The school's earth sciences program is funded by a $150,000 grant from the National Science Foundation and $40,000 from Nevada Power Co.

It lets students do research at Tule Springs through hands-on activities and a special curriculum that serves as a model for the Clark County School District, according to Paul Buck of the Desert Research Institute and Steve Rowland of the University of Nevada, Las Vegas, summit co-sponsors.

"Tule Springs is our La Brea tar pits," Rowland said, referring to a Los Angeles site that has become a rich trove of extinct animal fossils.

After his first visit to Tule Springs in May 1955, Rozaire, returned from Los Angeles in the fall of 1962 as a member of the much-publicized "big dig" expedition that set out with bulldozers and a new age-dating technique to answer questions about the region's early inhabitants and animals.

"It was quite a tremendous undertaking," Rozaire said, recalling how the team worked through rain and windstorms that once blew down all but one tent.

When a significant find was made, animal fossil experts would converge on the site from Chicago, New York, Denver and Arizona.

As the students and scientists walked through the high-walled, mile-long trench, Robert Orlins, a member of the 1962 expedition, remembered how Tule Springs captured the attention of prominent paleontologists and archaeologists.

"I realized when I got here and saw the size of the crew and the level of expertise ... you knew this was big stuff. This was really an important investigation," Orlins said. "After more than 40 years later, people still think it's important. That's what blows me away, is the continued interest in the site."

If the team had found a stone spear point lodged in the fossilized bones of one of these beasts, an argument could be made that humans lived in the area perhaps three times earlier than 13,000 years ago, the era generally accepted for people arriving in North America from Siberia across the Bering land bridge.

The team of about 25 scientists found plenty of fossils from extinct animals, but only a handful of artifacts a drilled stone, bone awl and polished tusk fragment from much younger soils, none of which could be linked to more ancient times.

And the charcoal was found to be carbonized plant remains, which later proved important in dating soil layers.

Finding no human link to the extinct animals was nevertheless significant, Rozaire said.

"There's a certain disappointment, but on the other hand to know there wasn't a 40,000-year-old man was important," he said.

Historically, the 1962 Tule Springs expedition marked a milestone in demonstrating chemist Willard Libby's radiocarbon age-dating technique, for which he had won a Nobel Prize.

Asked how scientists know there weren't humans in North America before 13,000 years ago, Orlins said, "We don't.
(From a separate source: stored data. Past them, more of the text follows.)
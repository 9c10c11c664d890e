//! Explicit Euler update rule.

use crate::{Float, ODE};

/// Advance `(x, y)` by one explicit Euler step of size `h`.
///
/// Single derivative evaluation at the left endpoint, first-order accurate.
pub fn euler<F: ODE>(f: &F, x: Float, y: Float, h: Float) -> Float {
    y + h * f.ode(x, y)
}
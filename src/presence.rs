use crate::session::{SessionState, UiEvent};

/// Enablement of the chat controls, derived strictly from the session
/// state plus the stop-confirm flag. Stop and really-stop are never
/// offered alongside start.
#[derive(Debug, Clone, Copy, PartialEq, Eq)]
pub struct Controls {
    pub start_enabled: bool,
    pub stop_enabled: bool,
    pub really_stop_enabled: bool,
    pub input_enabled: bool,
    pub send_enabled: bool,
}

/// One rendered line of the conversation view.
#[derive(Debug, Clone, PartialEq, Eq)]
pub enum TranscriptLine {
    Notice(String),
    Chat { from_self: bool, text: String },
}

/// Passive projection of the session for the UI: online count, control
/// enablement and the conversation surface. Holds no independent state;
/// everything follows from the [`UiEvent`] stream.
#[derive(Debug, Default)]
pub struct PresenceView {
    online: u64,
    state: SessionState,
    confirm_stop: bool,
    remote_media: bool,
    typing_line: Option<String>,
    transcript: Vec<TranscriptLine>,
}

impl PresenceView {
    pub fn new() -> Self {
        Self::default()
    }

    pub fn apply(&mut self, event: &UiEvent) {
        match event {
            UiEvent::OnlineCount(count) => self.online = *count,
            UiEvent::StateChanged(state) => {
                self.state = *state;
                self.confirm_stop = false;
                match state {
                    // A fresh search replaces the conversation view.
                    SessionState::Searching => {
                        self.transcript.clear();
                        self.typing_line = None;
                        self.remote_media = false;
                    }
                    SessionState::Ended | SessionState::Idle => {
                        self.remote_media = false;
                    }
                    SessionState::Paired => {}
                }
            }
            UiEvent::SystemMessage(text) => {
                self.transcript.push(TranscriptLine::Notice(text.clone()));
            }
            UiEvent::ChatLine { from_self, text } => self.transcript.push(TranscriptLine::Chat {
                from_self: *from_self,
                text: text.clone(),
            }),
            UiEvent::PartnerTyping(text) => self.typing_line = Some(text.clone()),
            UiEvent::PartnerTypingCleared => self.typing_line = None,
            UiEvent::ConfirmStop => self.confirm_stop = true,
            UiEvent::InputCleared => {}
            UiEvent::RemoteMediaActive => self.remote_media = true,
        }
    }

    pub fn online(&self) -> u64 {
        self.online
    }

    pub fn state(&self) -> SessionState {
        self.state
    }

    pub fn remote_media_active(&self) -> bool {
        self.remote_media
    }

    pub fn typing_line(&self) -> Option<&str> {
        self.typing_line.as_deref()
    }

    pub fn transcript(&self) -> &[TranscriptLine] {
        &self.transcript
    }

    pub fn controls(&self) -> Controls {
        match self.state {
            SessionState::Idle | SessionState::Ended => Controls {
                start_enabled: true,
                stop_enabled: false,
                really_stop_enabled: false,
                input_enabled: false,
                send_enabled: false,
            },
            SessionState::Searching => Controls {
                start_enabled: false,
                stop_enabled: false,
                really_stop_enabled: false,
                input_enabled: false,
                send_enabled: false,
            },
            SessionState::Paired => Controls {
                start_enabled: false,
                stop_enabled: !self.confirm_stop,
                really_stop_enabled: self.confirm_stop,
                input_enabled: true,
                send_enabled: true,
            },
        }
    }
}

#[cfg(test)]
mod tests {
    use super::*;

    #[test]
    fn idle_and_ended_enable_start_only() {
        let view = PresenceView::new();
        let controls = view.controls();
        assert!(controls.start_enabled);
        assert!(!controls.stop_enabled);
        assert!(!controls.really_stop_enabled);
        assert!(!controls.input_enabled);
        assert!(!controls.send_enabled);

        let mut view = PresenceView::new();
        view.apply(&UiEvent::StateChanged(SessionState::Ended));
        assert_eq!(view.controls(), controls);
    }

    #[test]
    fn searching_disables_everything() {
        let mut view = PresenceView::new();
        view.apply(&UiEvent::StateChanged(SessionState::Searching));
        let controls = view.controls();
        assert!(!controls.start_enabled);
        assert!(!controls.stop_enabled);
        assert!(!controls.input_enabled);
    }

    #[test]
    fn paired_swaps_stop_for_really_stop_on_confirm() {
        let mut view = PresenceView::new();
        view.apply(&UiEvent::StateChanged(SessionState::Paired));
        let controls = view.controls();
        assert!(controls.stop_enabled);
        assert!(!controls.really_stop_enabled);
        assert!(controls.input_enabled);
        assert!(!controls.start_enabled);

        view.apply(&UiEvent::ConfirmStop);
        let controls = view.controls();
        assert!(!controls.stop_enabled);
        assert!(controls.really_stop_enabled);
        assert!(!controls.start_enabled);
    }

    #[test]
    fn stop_and_start_never_interactable_together() {
        for state in [
            SessionState::Idle,
            SessionState::Searching,
            SessionState::Paired,
            SessionState::Ended,
        ] {
            let mut view = PresenceView::new();
            view.apply(&UiEvent::StateChanged(state));
            let plain = view.controls();
            view.apply(&UiEvent::ConfirmStop);
            let confirmed = view.controls();
            for controls in [plain, confirmed] {
                assert!(
                    !(controls.start_enabled
                        && (controls.stop_enabled || controls.really_stop_enabled))
                );
            }
        }
    }

    #[test]
    fn searching_clears_the_conversation() {
        let mut view = PresenceView::new();
        view.apply(&UiEvent::SystemMessage("You are now chatting".into()));
        view.apply(&UiEvent::PartnerTyping("Stranger is typing...".into()));
        view.apply(&UiEvent::StateChanged(SessionState::Searching));
        assert!(view.transcript().is_empty());
        assert!(view.typing_line().is_none());
    }

    #[test]
    fn typing_line_follows_events() {
        let mut view = PresenceView::new();
        view.apply(&UiEvent::PartnerTyping("Stranger is typing...".into()));
        assert_eq!(view.typing_line(), Some("Stranger is typing..."));
        view.apply(&UiEvent::PartnerTypingCleared);
        assert!(view.typing_line().is_none());
    }

    #[test]
    fn online_count_tracks_latest_value() {
        let mut view = PresenceView::new();
        view.apply(&UiEvent::OnlineCount(12));
        view.apply(&UiEvent::OnlineCount(9));
        assert_eq!(view.online(), 9);
    }
}
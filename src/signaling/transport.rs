use crate::error::SignalingError;
use crate::signaling::events::{ClientEvent, ServerEvent};
use async_trait::async_trait;
use tokio::sync::mpsc;

/// Message transport to the relay server. FIFO, at-most-once per
/// connection; no reconnection. A dropped transport is reported through
/// `recv` as [`SignalingError::Closed`] and forces the session to end.
#[async_trait]
pub trait SignalingTransport: Send {
    async fn send(&mut self, event: ClientEvent) -> Result<(), SignalingError>;
    async fn recv(&mut self) -> Result<ServerEvent, SignalingError>;
    async fn close(&mut self) -> Result<(), SignalingError>;
}

/// In-process transport half handed to the client.
pub struct MemoryTransport {
    outbound: mpsc::UnboundedSender<ClientEvent>,
    inbound: mpsc::UnboundedReceiver<ServerEvent>,
}

/// Relay half of [`memory_pair`]: what a test (or a loopback relay)
/// drives to play the server's role.
pub struct MemoryRelay {
    pub to_client: mpsc::UnboundedSender<ServerEvent>,
    pub from_client: mpsc::UnboundedReceiver<ClientEvent>,
}

/// Connected in-process transport pair.
pub fn memory_pair() -> (MemoryTransport, MemoryRelay) {
    let (out_tx, out_rx) = mpsc::unbounded_channel();
    let (in_tx, in_rx) = mpsc::unbounded_channel();
    (
        MemoryTransport {
            outbound: out_tx,
            inbound: in_rx,
        },
        MemoryRelay {
            to_client: in_tx,
            from_client: out_rx,
        },
    )
}

#[async_trait]
impl SignalingTransport for MemoryTransport {
    async fn send(&mut self, event: ClientEvent) -> Result<(), SignalingError> {
        self.outbound
            .send(event)
            .map_err(|_| SignalingError::Closed)
    }

    async fn recv(&mut self) -> Result<ServerEvent, SignalingError> {
        self.inbound.recv().await.ok_or(SignalingError::Closed)
    }

    async fn close(&mut self) -> Result<(), SignalingError> {
        self.inbound.close();
        Ok(())
    }
}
We don't have the evidence yet."

However, he said, some day a man-made tool or projectile point could turn up in extinct animal fossils from an earlier period.

Meanwhile, work continues in the vicinity of Tule Springs by a California team from the San Bernardino County Museum led by curators Kathleen Springer and Eric Scott.

Scott said the team discovered 438 fossil sites in the area and is analyzing them to learn what the animals ate and how their numbers changed over time. Of particular interest are mammoths, each of which ate 700 pounds of vegetation per day.

The research could shed light on how climate change played a role in the animals' demise.

"When climate changed at the end of the Ice Age, there was less water," Scott said. "The plants took a hit, and then the animals took a hit."